With the edit referring to the internal documentation and choosing between rocr and legacy options, I just remembered something that may be relevant.
The way BOINC detects OpenCL devices for GPU processing isn't super-reliable (was very finicky in fglrx-era) and I recall when I moved to Vega GPUs that instead of just specifying --opencl=pal, I had to install both PAL and legacy options together: legacy for BOINC to detect the GPUs, and PAL to run OpenCL on Vega.
The reason I bring this is up is because I still used the --opencl=pal,legacy option when installing for Vega 20, which internally becomes --opencl=rocr,legacy under amdgpu-pro 20.45. Legacy would allow BOINC to detect the OpenCL devices, but I assume ROCr would be used for the actual processing on Vega and later GPUs. I just wonder if there's some interconnect between PAL and legacy OpenCL that isn't present between ROCr and legacy OpenCL.

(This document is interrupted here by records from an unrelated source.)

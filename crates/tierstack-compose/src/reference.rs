//! References and property values.
//!
//! A property that may point at another resource is a [`Value`]: either a
//! literal or a [`Reference`]. References never carry the target's value;
//! they are resolved by the composition root (inputs) or by the resource
//! provider (same-unit attributes).

use std::fmt;

use serde::{Deserialize, Serialize};
use tierstack_common::types::LogicalName;

/// Runtime-produced attribute of a realized resource.
#[derive(Debug, Clone, Copy, PartialEq, Eq, PartialOrd, Ord, Hash, Serialize, Deserialize)]
#[serde(rename_all = "snake_case")]
pub enum Attribute {
    /// Provider-assigned identity.
    Id,
    /// Fully-qualified resource name (ARN).
    Arn,
    /// Resource name (declared or generated).
    Name,
    /// Address range of a network boundary.
    CidrBlock,
    /// Public DNS name of a load balancer.
    DnsName,
    /// Name a service is discoverable under in its namespace.
    DiscoveryName,
}

impl fmt::Display for Attribute {
    fn fmt(&self, f: &mut fmt::Formatter<'_>) -> fmt::Result {
        let s = match self {
            Self::Id => "id",
            Self::Arn => "arn",
            Self::Name => "name",
            Self::CidrBlock => "cidr_block",
            Self::DnsName => "dns_name",
            Self::DiscoveryName => "discovery_name",
        };
        f.write_str(s)
    }
}

/// Typed pointer from a property to another declaration.
#[derive(Debug, Clone, PartialEq, Eq, Hash, Serialize, Deserialize)]
#[serde(tag = "ref", rename_all = "snake_case")]
pub enum Reference {
    /// An attribute of a resource in the same unit.
    Resource {
        /// Logical name of the target resource.
        name: LogicalName,
        /// Attribute read from the target.
        attribute: Attribute,
    },
    /// A declared input of the unit, bound by the composition root to an
    /// output of an earlier unit.
    Input {
        /// Input name.
        name: String,
    },
}

impl fmt::Display for Reference {
    fn fmt(&self, f: &mut fmt::Formatter<'_>) -> fmt::Result {
        match self {
            Self::Resource { name, attribute } => write!(f, "{name}.{attribute}"),
            Self::Input { name } => write!(f, "input:{name}"),
        }
    }
}

/// A property value: literal or reference.
#[derive(Debug, Clone, PartialEq, Eq, Hash, Serialize, Deserialize)]
#[serde(untagged)]
pub enum Value {
    /// A concrete value.
    Literal(String),
    /// A value known only after the target is realized.
    Ref(Reference),
}

impl Value {
    /// Creates a literal value.
    #[must_use]
    pub fn literal(value: impl Into<String>) -> Self {
        Self::Literal(value.into())
    }

    /// References `attribute` of resource `name` in the same unit.
    #[must_use]
    pub fn attr(name: &str, attribute: Attribute) -> Self {
        Self::Ref(Reference::Resource {
            name: LogicalName::new(name),
            attribute,
        })
    }

    /// References a declared unit input.
    #[must_use]
    pub fn input(name: &str) -> Self {
        Self::Ref(Reference::Input {
            name: name.to_string(),
        })
    }

    /// Returns the literal, if this value is resolved.
    #[must_use]
    pub fn as_literal(&self) -> Option<&str> {
        match self {
            Self::Literal(s) => Some(s),
            Self::Ref(_) => None,
        }
    }

    /// Returns the reference, if this value is unresolved.
    #[must_use]
    pub const fn reference(&self) -> Option<&Reference> {
        match self {
            Self::Literal(_) => None,
            Self::Ref(r) => Some(r),
        }
    }

    /// Returns whether this value reads the named unit input.
    #[must_use]
    pub fn is_input(&self, input: &str) -> bool {
        matches!(self, Self::Ref(Reference::Input { name }) if name == input)
    }
}

impl fmt::Display for Value {
    fn fmt(&self, f: &mut fmt::Formatter<'_>) -> fmt::Result {
        match self {
            Self::Literal(s) => write!(f, "{s}"),
            Self::Ref(r) => write!(f, "${{{r}}}"),
        }
    }
}

#[cfg(test)]
mod tests {
    use super::*;

    #[test]
    fn value_display_marks_references() {
        assert_eq!(Value::literal("x").to_string(), "x");
        assert_eq!(
            Value::attr("vpc", Attribute::CidrBlock).to_string(),
            "${vpc.cidr_block}"
        );
        assert_eq!(Value::input("cluster").to_string(), "${input:cluster}");
    }

    #[test]
    fn value_json_shape_distinguishes_literals_and_refs() {
        let json = serde_json::to_value(Value::attr("alb-sg", Attribute::Id)).expect("serialize");
        assert_eq!(
            json,
            serde_json::json!({"ref": "resource", "name": "alb-sg", "attribute": "id"})
        );
        let json = serde_json::to_value(Value::literal("80")).expect("serialize");
        assert_eq!(json, serde_json::json!("80"));
    }

    #[test]
    fn is_input_matches_only_named_input() {
        let v = Value::input("namespace");
        assert!(v.is_input("namespace"));
        assert!(!v.is_input("cluster"));
        assert!(!Value::literal("namespace").is_input("namespace"));
    }
}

It looks like my original post - which contained the bulk of the information - was lost in the administrative move from Drivers and Software Support. The original post was to https://community.amd.com/t5/drivers-software/amdgpu-pro-20-45-rocr-vs-pal-opencl-breaks-boinc-gpu-p....
To summarise, I cannot run GPGPU applications via BOINC using amdgpu-pro 20.45 apparently because of the switch from PAL OpenCL to ROCr for Vega GPUs onwards (older GPUs run okay with 'legacy' OpenCL).
Reverting to amdgpu-pro 20.40 on Ubuntu Linux Kernels means that I am stuck on an out-of-date kernel for the time being.